16. But one of the most obvious uses of our perceptions and our knowledge is to direct our Actions. It is suitable to the condition of our being that when we perceive a bunch of grapes, we should be able to pluck and eat the ripe ones; that when we perceive a stone rushing down the side of a hill, we should be able to move so as to avoid it. And this must be done by moving our limbs; in short, by the use of our muscles. And thus Sensation leads, not directly, but through the medium of Ideas, to muscular Contraction. I say that sensation and Muscular action are in such cases connected through the medium of Ideas. For when we proceed to pluck the grape which we see, the sensation does not determine the motion of the hand by any necessary geometrical or mechanical conditions, as an impression made upon a machine determines its motions; but the perception leads us to stretch forth the hand to that part of space, wherever it is, where we know that the grape is; and this, not in any determinate path, but, it may be, avoiding or removing intervening obstacles, which we also perceive. There is in every such case a connexion between the sensation and the resulting action, not of a material but of a mental kind.

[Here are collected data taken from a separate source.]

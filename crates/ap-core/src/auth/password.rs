//! Password hashing utilities using Argon2.
//!
//! Stored credentials carry an Argon2id hash in PHC string format.

use argon2::{
    password_hash::{rand_core::OsRng, PasswordHash, PasswordHasher, PasswordVerifier, SaltString},
    Argon2,
};
use thiserror::Error;

/// Password hashing errors.
#[derive(Error, Debug)]
pub enum PasswordError {
    /// Error during password hashing.
    #[error("failed to hash password: {0}")]
    HashError(String),

    /// Error during password verification.
    #[error("failed to verify password: {0}")]
    VerifyError(String),

    /// Invalid password hash format.
    #[error("invalid password hash format")]
    InvalidHash,
}

/// Hashes a password using Argon2id, returning a PHC string.
pub fn hash_password(password: &str) -> Result<String, PasswordError> {
    let salt = SaltString::generate(&mut OsRng);
    let argon2 = Argon2::default();

    argon2
        .hash_password(password.as_bytes(), &salt)
        .map(|hash| hash.to_string())
        .map_err(|e| PasswordError::HashError(e.to_string()))
}

/// Verifies a password against a stored PHC-format hash.
///
/// Returns `Ok(false)` on a mismatch; a malformed stored hash is an error,
/// not a mismatch.
pub fn verify_password(password: &str, hash: &str) -> Result<bool, PasswordError> {
    let parsed_hash = PasswordHash::new(hash).map_err(|_| PasswordError::InvalidHash)?;

    let argon2 = Argon2::default();

    match argon2.verify_password(password.as_bytes(), &parsed_hash) {
        Ok(()) => Ok(true),
        Err(argon2::password_hash::Error::Password) => Ok(false),
        Err(e) => Err(PasswordError::VerifyError(e.to_string())),
    }
}
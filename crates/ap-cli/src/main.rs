//! Asset Pulse CLI
//!
//! Command-line interface for the Asset Pulse record-management backend.

use anyhow::Result;
use clap::{Parser, Subcommand};
use std::path::PathBuf;
use tracing::Level;

mod commands;
mod config;

use ap_observability::{init_logging_with_config, LoggingConfig};
use commands::ServeSettings;
use config::AppConfig;

#[derive(Parser)]
#[command(name = "asset-pulse")]
#[command(version)]
#[command(about = "Asset and performance-metric record management backend", long_about = None)]
struct Cli {
    /// Configuration file path
    #[arg(short, long, value_name = "FILE")]
    config: Option<PathBuf>,

    /// Enable verbose output
    #[arg(short, long)]
    verbose: bool,

    #[command(subcommand)]
    command: Commands,
}

#[derive(Subcommand)]
enum Commands {
    /// Start the API server
    Serve {
        /// Port to listen on
        #[arg(short, long)]
        port: Option<u16>,

        /// Host to bind to
        #[arg(long)]
        host: Option<String>,

        /// Disable Swagger UI
        #[arg(long)]
        no_swagger: bool,
    },

    /// Hash a password for out-of-band identity provisioning
    HashPassword {
        /// Password to hash; read from stdin when omitted
        password: Option<String>,
    },

    /// Show the effective configuration
    Config {
        /// Show secrets (redacted by default)
        #[arg(long)]
        show_secrets: bool,
    },
}

fn load_config(path: Option<&PathBuf>) -> Result<AppConfig> {
    let mut config = match path {
        Some(path) => AppConfig::load(path)?,
        None => AppConfig::default(),
    };
    config.apply_env();
    Ok(config)
}

#[tokio::main]
async fn main() -> Result<()> {
    let cli = Cli::parse();

    let mut config = load_config(cli.config.as_ref())?;

    match cli.command {
        Commands::Serve {
            port,
            host,
            no_swagger,
        } => {
            if let Some(port) = port {
                config.server.port = port;
            }
            if let Some(host) = host {
                config.server.host = host;
            }

            let level = if cli.verbose {
                Level::DEBUG
            } else {
                config.logging.level.parse().unwrap_or(Level::INFO)
            };
            init_logging_with_config(LoggingConfig {
                level,
                json_format: config.logging.json,
                ..LoggingConfig::default()
            });

            commands::run_server(&config, &ServeSettings { no_swagger }).await
        }

        Commands::HashPassword { password } => commands::hash_password_command(password),

        Commands::Config { show_secrets } => commands::show_config(&config, show_secrets),
    }
}
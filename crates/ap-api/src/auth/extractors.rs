//! Axum extractors for authentication.

use axum::{
    async_trait,
    extract::{FromRef, FromRequestParts},
    http::{header::AUTHORIZATION, request::Parts},
};
use tracing::debug;

use ap_core::User;

use crate::error::ApiError;
use crate::state::AppState;

/// Extractor for authenticated users.
///
/// This extractor will:
/// 1. Read the bearer token from the `Authorization` header
/// 2. Validate its signature and expiry
/// 3. Resolve the token's subject back to a stored identity
///
/// A missing header, a rejected token, and an unresolvable subject are one
/// observable outcome: 401. A resolved but disabled identity is 403 —
/// authentication succeeded, authorization is denied.
///
/// # Example
///
/// ```ignore
/// async fn protected_endpoint(
///     AuthenticatedUser(user): AuthenticatedUser,
/// ) -> impl IntoResponse {
///     format!("Hello, {}!", user.username)
/// }
/// ```
pub struct AuthenticatedUser(pub User);

#[async_trait]
impl<S> FromRequestParts<S> for AuthenticatedUser
where
    AppState: FromRef<S>,
    S: Send + Sync,
{
    type Rejection = ApiError;

    async fn from_request_parts(parts: &mut Parts, state: &S) -> Result<Self, Self::Rejection> {
        let app_state = AppState::from_ref(state);

        let token = parts
            .headers
            .get(AUTHORIZATION)
            .and_then(|v| v.to_str().ok())
            .and_then(|v| v.strip_prefix("Bearer "))
            .ok_or_else(|| ApiError::Unauthorized("missing bearer token".to_string()))?;

        let username = app_state.tokens.validate(token)?;

        let user = app_state
            .users
            .find_by_username(&username)
            .await
            .map_err(|e| ApiError::Internal(e.to_string()))?
            .ok_or_else(|| {
                debug!(username = %username, "token subject no longer resolves");
                ApiError::Unauthorized("invalid or expired token".to_string())
            })?;

        if user.disabled {
            return Err(ApiError::AccountDisabled);
        }

        Ok(AuthenticatedUser(user))
    }
}
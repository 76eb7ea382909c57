//! Bearer token issuance and validation.
//!
//! Tokens are self-contained HS256-signed artifacts carrying a subject and
//! an expiry instant. Validation is stateless: nothing is persisted between
//! issue and validate.

use std::time::{Duration, SystemTime, UNIX_EPOCH};

use jsonwebtoken::{decode, encode, Algorithm, DecodingKey, EncodingKey, Header, Validation};
use serde::{Deserialize, Serialize};
use thiserror::Error;
use tracing::debug;

/// Token lifetime used when the caller supplies no other value.
pub const DEFAULT_TOKEN_TTL: Duration = Duration::from_secs(30 * 60);

/// Token errors.
///
/// Every validation failure collapses into [`TokenError::Invalid`]: bad
/// signature, malformed payload, expiry, and a missing subject are not
/// distinguishable to the caller, so rejected tokens leak nothing about
/// which check failed.
#[derive(Error, Debug)]
pub enum TokenError {
    /// The token was rejected.
    #[error("token rejected")]
    Invalid,

    /// Signing a new token failed.
    #[error("failed to sign token: {0}")]
    Signing(String),
}

#[derive(Debug, Serialize, Deserialize)]
struct Claims {
    #[serde(skip_serializing_if = "Option::is_none")]
    sub: Option<String>,
    exp: u64,
}

/// Issues and validates signed bearer tokens with a shared secret.
pub struct TokenSigner {
    encoding: EncodingKey,
    decoding: DecodingKey,
    validation: Validation,
}

impl TokenSigner {
    /// Creates a signer for the given shared secret.
    pub fn new(secret: &[u8]) -> Self {
        let mut validation = Validation::new(Algorithm::HS256);
        // Expiry is checked manually below with strict comparison and no
        // leeway, so a zero-ttl token is already expired when validated.
        validation.validate_exp = false;
        validation.leeway = 0;
        Self {
            encoding: EncodingKey::from_secret(secret),
            decoding: DecodingKey::from_secret(secret),
            validation,
        }
    }

    /// Issues a token binding `username` until `ttl` from now.
    pub fn issue(&self, username: &str, ttl: Duration) -> Result<String, TokenError> {
        let claims = Claims {
            sub: Some(username.to_owned()),
            exp: unix_now().saturating_add(ttl.as_secs()),
        };
        encode(&Header::new(Algorithm::HS256), &claims, &self.encoding)
            .map_err(|e| TokenError::Signing(e.to_string()))
    }

    /// Validates a token and returns its subject.
    pub fn validate(&self, token: &str) -> Result<String, TokenError> {
        let data = decode::<Claims>(token, &self.decoding, &self.validation).map_err(|e| {
            debug!(error = %e, "bearer token rejected");
            TokenError::Invalid
        })?;

        if data.claims.exp <= unix_now() {
            debug!("bearer token expired");
            return Err(TokenError::Invalid);
        }

        match data.claims.sub {
            Some(sub) if !sub.is_empty() => Ok(sub),
            _ => {
                debug!("bearer token has no subject");
                Err(TokenError::Invalid)
            }
        }
    }
}

fn unix_now() -> u64 {
    SystemTime::now()
        .duration_since(UNIX_EPOCH)
        .map(|d| d.as_secs())
        .unwrap_or(0)
}
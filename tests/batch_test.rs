use anyhow::Result;
use std::fs::File;
use std::io::Write;
use sustainability_index::app::batch::{score_csv, BatchSummary};
use sustainability_index::{ScoringConfig, SustainabilityEngine};
use tempfile::NamedTempFile;

const HEADER: &str = "name,green_space_area,total_area,water_area,air_quality_aod,land_surface_temperature,mean_ndvi,tasseled_cap_wetness,mean_lst_for_eqi,ndbsi,pm25,total_population,total_crimes,adults_with_degree,total_adult_population,avg_time_to_transit,avg_time_to_schools,avg_time_to_hospitals,avg_time_to_fire_stations,avg_time_to_police,street_intersections,median_household_income,unemployed_count,labor_force,affordable_housing_units,total_housing_units";

#[test]
fn test_batch_from_csv_file() -> Result<()> {
    let mut input = NamedTempFile::new()?;
    writeln!(input, "{}", HEADER)?;
    writeln!(
        input,
        "Riverside,250000,1000000,50000,0.3,25,0.5,0.3,25,0.4,20,10000,50,3000,8000,5,8,12,6,10,120,50000,500,6000,700,1000"
    )?;
    writeln!(
        input,
        "Hillcrest,600000,1000000,20000,0.1,18,0.8,0.2,18,0.1,5,4000,8,2500,3000,3,4,6,5,5,300,140000,80,2200,400,1500"
    )?;
    writeln!(
        input,
        "Empty Lot,0,0,0,0.3,25,0.5,0.3,25,0.4,20,10,0,0,5,5,8,12,6,10,0,0,0,1,0,1"
    )?;
    writeln!(
        input,
        "Typo,abc,1000000,50000,0.3,25,0.5,0.3,25,0.4,20,10000,50,3000,8000,5,8,12,6,10,120,50000,500,6000,700,1000"
    )?;
    input.flush()?;

    let engine = SustainabilityEngine::new(ScoringConfig::default())?;
    let mut output = Vec::new();
    let summary = score_csv(&engine, File::open(input.path())?, &mut output)?;

    assert_eq!(
        summary,
        BatchSummary {
            scored: 2,
            failed: 2
        }
    );

    let mut reader = csv::Reader::from_reader(output.as_slice());
    let rows: Vec<csv::StringRecord> = reader.records().collect::<std::result::Result<_, _>>()?;
    assert_eq!(rows.len(), 4);

    assert_eq!(&rows[0][0], "Riverside");
    assert_eq!(&rows[0][2], "C");
    assert_eq!(&rows[0][6], "");

    assert_eq!(&rows[1][0], "Hillcrest");
    let hillcrest: f64 = rows[1][1].parse()?;
    let riverside: f64 = rows[0][1].parse()?;
    assert!(hillcrest > riverside);

    assert_eq!(&rows[2][0], "Empty Lot");
    assert_eq!(&rows[2][1], "");
    assert!(rows[2][6].contains("total_area must be greater than zero"));

    assert_eq!(&rows[3][0], "Typo");
    assert!(rows[3][6].contains("environmental.green_area must be a number"));
    Ok(())
}

#[test]
fn test_ragged_csv_is_an_error() -> Result<()> {
    let engine = SustainabilityEngine::new(ScoringConfig::default())?;
    let input = format!("{}\nShort,1,2,3\n", HEADER);
    let mut output = Vec::new();

    assert!(score_csv(&engine, input.as_bytes(), &mut output).is_err());
    Ok(())
}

The cause and the effect are bound together, not by physical but by intellectual ties.
17. And thus in such cases, between the two vital operations, Sensation and Muscular Action, there intervenes, as an intermediate step, Perception or Knowledge, which is not merely vital but ideal. But this is not all; there is still another mental part of the process which may be readily distinguished from that which we have described. An act of the Will, a Volition, is that, in the Mind, which immediately determines the action of the Muscles of the Body. And thus Will intervenes between Knowledge and Action; and the cycle of operations which take place when animals act with reference to external objects is [234] this:—Sensation, Perception, Volition, Muscular Contraction.
18. To attempt further to analyse the mental part of this cycle does not belong to the present part of our work. But we may remark here, as we have already remarked in the History[97], how irresistibly we are led by physiological researches into the domain of thought and mind. We pass from the body to the soul, from physics to metaphysics; from biology to psychology; from things to persons; from nouns to pronouns. I have there noticed the manner in which Cuvier expresses this transition by the introduction of the pronoun: ‘The impression of external objects upon the me, the production of a sensation, of an image, is a mystery impenetrable to our thoughts.’

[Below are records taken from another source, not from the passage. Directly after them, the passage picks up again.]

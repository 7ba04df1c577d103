//! CSV batch scoring: one neighborhood per row.
//!
//! The header names the raw fields (`green_area`, `total_population`, ...)
//! plus an optional `name` column. A row that fails is written out with its
//! error message and the batch carries on.

use crate::core::engine::SustainabilityEngine;
use crate::domain::model::Category;
use crate::utils::error::Result;
use serde::Serialize;
use serde_json::{Map, Number, Value};
use std::io::{Read, Write};

#[derive(Debug, Clone, PartialEq, Serialize)]
pub struct BatchRow {
    pub name: String,
    pub sustainability_index: Option<f64>,
    pub grade: Option<String>,
    pub environmental_score: Option<f64>,
    pub social_score: Option<f64>,
    pub economic_score: Option<f64>,
    pub error: Option<String>,
}

#[derive(Debug, Clone, Copy, Default, PartialEq, Eq)]
pub struct BatchSummary {
    pub scored: usize,
    pub failed: usize,
}

fn cell_value(cell: &str) -> Option<Value> {
    let cell = cell.trim();
    if cell.is_empty() {
        return None;
    }
    Some(match cell.parse::<f64>().ok().and_then(Number::from_f64) {
        Some(number) => Value::Number(number),
        None => Value::String(cell.to_string()),
    })
}

/// Every category sees every column; unknown fields are ignored by the reader.
fn row_body(fields: &Map<String, Value>) -> Value {
    let mut body = Map::new();
    for category in Category::ALL {
        body.insert(category.key().to_string(), Value::Object(fields.clone()));
    }
    Value::Object(body)
}

pub fn score_csv<R: Read, W: Write>(
    engine: &SustainabilityEngine,
    input: R,
    output: W,
) -> Result<BatchSummary> {
    let mut reader = csv::ReaderBuilder::new().trim(csv::Trim::Headers).from_reader(input);
    let mut writer = csv::Writer::from_writer(output);
    let headers = reader.headers()?.clone();
    let mut summary = BatchSummary::default();

    for (index, record) in reader.records().enumerate() {
        let record = record?;
        let mut name = format!("row {}", index + 1);
        let mut fields = Map::new();

        for (header, cell) in headers.iter().zip(record.iter()) {
            if header == "name" {
                if !cell.trim().is_empty() {
                    name = cell.trim().to_string();
                }
            } else if let Some(value) = cell_value(cell) {
                fields.insert(header.to_string(), value);
            }
        }

        let row = match engine.calculate_json(&row_body(&fields)) {
            Ok(result) => {
                summary.scored += 1;
                BatchRow {
                    name,
                    sustainability_index: Some(result.sustainability_index),
                    grade: Some(result.grade.to_string()),
                    environmental_score: Some(result.environmental_score),
                    social_score: Some(result.social_score),
                    economic_score: Some(result.economic_score),
                    error: None,
                }
            }
            Err(e) => {
                tracing::warn!("Batch row '{}' failed: {}", name, e);
                summary.failed += 1;
                BatchRow {
                    name,
                    sustainability_index: None,
                    grade: None,
                    environmental_score: None,
                    social_score: None,
                    economic_score: None,
                    error: Some(e.to_string()),
                }
            }
        };
        writer.serialize(row)?;
    }

    writer.flush()?;
    tracing::info!(
        "Batch finished: {} scored, {} failed",
        summary.scored,
        summary.failed
    );
    Ok(summary)
}
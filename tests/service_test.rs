use serde_json::json;
use sustainability_index::{
    ApiRequest, ApiResponse, RawIndicatorSet, Route, ScoringConfig, ScoringService,
    SustainabilityEngine,
};

fn service() -> ScoringService {
    ScoringService::new(SustainabilityEngine::new(ScoringConfig::default()).unwrap())
}

fn call(service: &ScoringService, event: serde_json::Value) -> ApiResponse {
    let request: ApiRequest = serde_json::from_value(event).unwrap();
    service.handle(&request)
}

#[test]
fn test_example_feeds_calculate() {
    let service = service();

    let example = call(&service, json!({"route": "example"}));
    assert_eq!(example.status, 200);

    let calculated = call(&service, json!({"route": "calculate", "body": example.body}));
    assert_eq!(calculated.status, 200);
    assert_eq!(calculated.body["grade"], "C");
    let index = calculated.body["sustainability_index"].as_f64().unwrap();
    assert!((index - 64.49).abs() < 0.01);
    assert!(calculated.body["normalized"]["eqi_normalized"].is_number());
}

#[test]
fn test_indicators_route() {
    let response = call(&service(), json!({"route": "indicators"}));
    assert_eq!(response.status, 200);

    let definitions = response.body.as_array().unwrap();
    assert_eq!(definitions.len(), 16);
    let total_weight: f64 = definitions
        .iter()
        .map(|d| d["weight"].as_f64().unwrap())
        .sum();
    assert!((total_weight - 100.0).abs() < 1e-9);
}

#[test]
fn test_weights_route() {
    let response = call(&service(), json!({"route": "weights"}));
    assert_eq!(response.status, 200);
    assert_eq!(response.body["category_weights"]["environmental"], 40.0);
    assert!(response.body["indicator_weights"]["social"]["crime_rate"].is_number());
}

#[test]
fn test_missing_category_reports_detail() {
    let mut body = serde_json::to_value(RawIndicatorSet::example()).unwrap();
    body.as_object_mut().unwrap().remove("social");

    let response = call(&service(), json!({"route": "calculate", "body": body}));
    assert_eq!(response.status, 400);
    assert_eq!(
        response.body["detail"],
        "Calculation error: Invalid input: social must be an object of indicator values"
    );
    assert_eq!(response.body["issues"][0]["problem"], "category_missing");
}

#[test]
fn test_trend_route() {
    let env = serde_json::to_value(RawIndicatorSet::example().environmental).unwrap();
    let years: Vec<serde_json::Value> = [(2019, 400.0), (2020, 300.0), (2021, 200.0), (2022, 100.0)]
        .into_iter()
        .map(|(year, green)| {
            let mut entry = env.clone();
            entry["year"] = json!(year);
            entry["green_area"] = json!(green * 1000.0);
            entry
        })
        .collect();

    let response = call(&service(), json!({"route": "trend", "body": {"years": years}}));
    assert_eq!(response.status, 200);
    assert_eq!(response.body["green_area_trend"], "decreasing");
    assert_eq!(response.body["temperature_trend"], "stable");
    assert_eq!(response.body["analysis_period"], "2019-2022");
    assert_eq!(response.body["total_years_analyzed"], 4);
}

#[test]
fn test_trend_requires_years() {
    let response = call(&service(), json!({"route": "trend", "body": {}}));
    assert_eq!(response.status, 400);
    assert!(response.body["detail"]
        .as_str()
        .unwrap()
        .starts_with("Time series analysis error: "));
}

#[test]
fn test_unknown_route_is_rejected_at_parse() {
    let parsed = serde_json::from_value::<ApiRequest>(json!({"route": "delete"}));
    assert!(parsed.is_err());
    assert_eq!(
        serde_json::to_value(Route::Calculate).unwrap(),
        json!("calculate")
    );
}

#[tokio::test]
async fn test_service_shared_across_tasks() {
    let service = std::sync::Arc::new(service());
    let body = serde_json::to_value(RawIndicatorSet::example()).unwrap();

    let handles: Vec<_> = (0..8)
        .map(|_| {
            let service = service.clone();
            let request = ApiRequest::new(Route::Calculate, body.clone());
            tokio::spawn(async move { service.handle(&request) })
        })
        .collect();

    let mut indexes = Vec::new();
    for handle in handles {
        let response = handle.await.unwrap();
        assert_eq!(response.status, 200);
        indexes.push(response.body["sustainability_index"].as_f64().unwrap());
    }
    assert!(indexes.windows(2).all(|pair| pair[0] == pair[1]));
}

[97] Hist. Ind. Sc. b. xvii. c. v. s. 2.
19. But to return to the merely biological part of our speculations. We have arrived, it will be perceived, at this result: that in animal actions there intervenes between the two terms of Sensation and Muscular Contraction, an intermediate process; which may be described as a communication to and from a Center. The Center is the seat of the sentient and volent faculties, and is of a hyperphysical nature. But the existence of such a Center as a necessary element in the functions of the animal life is a truth which is important in biology. This indeed may be taken as the peculiar character of animal, as distinguished from merely organic powers. Accordingly, it is so stated by Bichat. For although he superfluously, as I have tried to show, introduces into his list of vital powers an organic sensibility, he still draws the distinction of which I have spoken; ‘in the animal life, Sensibility is the faculty of receiving an Impression plus that of referring it to a common Center[98].’
[98] Life and Death, p. 84.
20. But since Sensibility and Contractility are thus connected by reference to a common Center, we may ask, before quitting the subject, what are the different forms which this reference assumes? Is the connexion [235] always attended by the distinct steps of Knowledge and Will,—by a clear act of consciousness, as in the case which we have taken, of plucking a grape; or may these steps become obscure, or vanish altogether?
We need not further illustrate the conscious connexion. Such actions as we have described are called voluntary actions. In extreme cases, the mental part of the process is obvious enough. But we may gradually pass from these to cases in which the mental operation is more and more obscure.
In walking, in speaking, in eating, in breathing, our muscular exertions are directed by our sensations and perceptions: yet in such processes, how dimly are we conscious of perceptive and directive power! How the mind should be able to exercise such a power, and yet should be scarcely or not at all conscious of its exercise, is a very curious problem. But in all or in most of the instances just mentioned, the solution of this problem appears to depend upon psychological rather than biological principles, and therefore does not belong to this place.
21. But in cases at the other extreme (unconscious actions) the mental part of the operation vanishes altogether. In many animals, even after decapitation, the limbs shrink when irritated. The motions of the iris are determined by the influence of light on our eyes, without our being aware of the motions. Here Sensations produce Motions, but with no trace of intervening Perception or Will. The Sensation appears to be reflected back from the central element of animal life, in the form of a Muscular Contraction; but in this case the Sensation is not modified or regulated by any Idea. These reflected motions have no reference to relations of space or force among surrounding objects. They are blind and involuntary, like the movements of convulsion, depending for direction and amount only on the position and circumstances of the limb itself with its muscles. Here the Centre from which the reflection takes place is merely animal, not intellectual.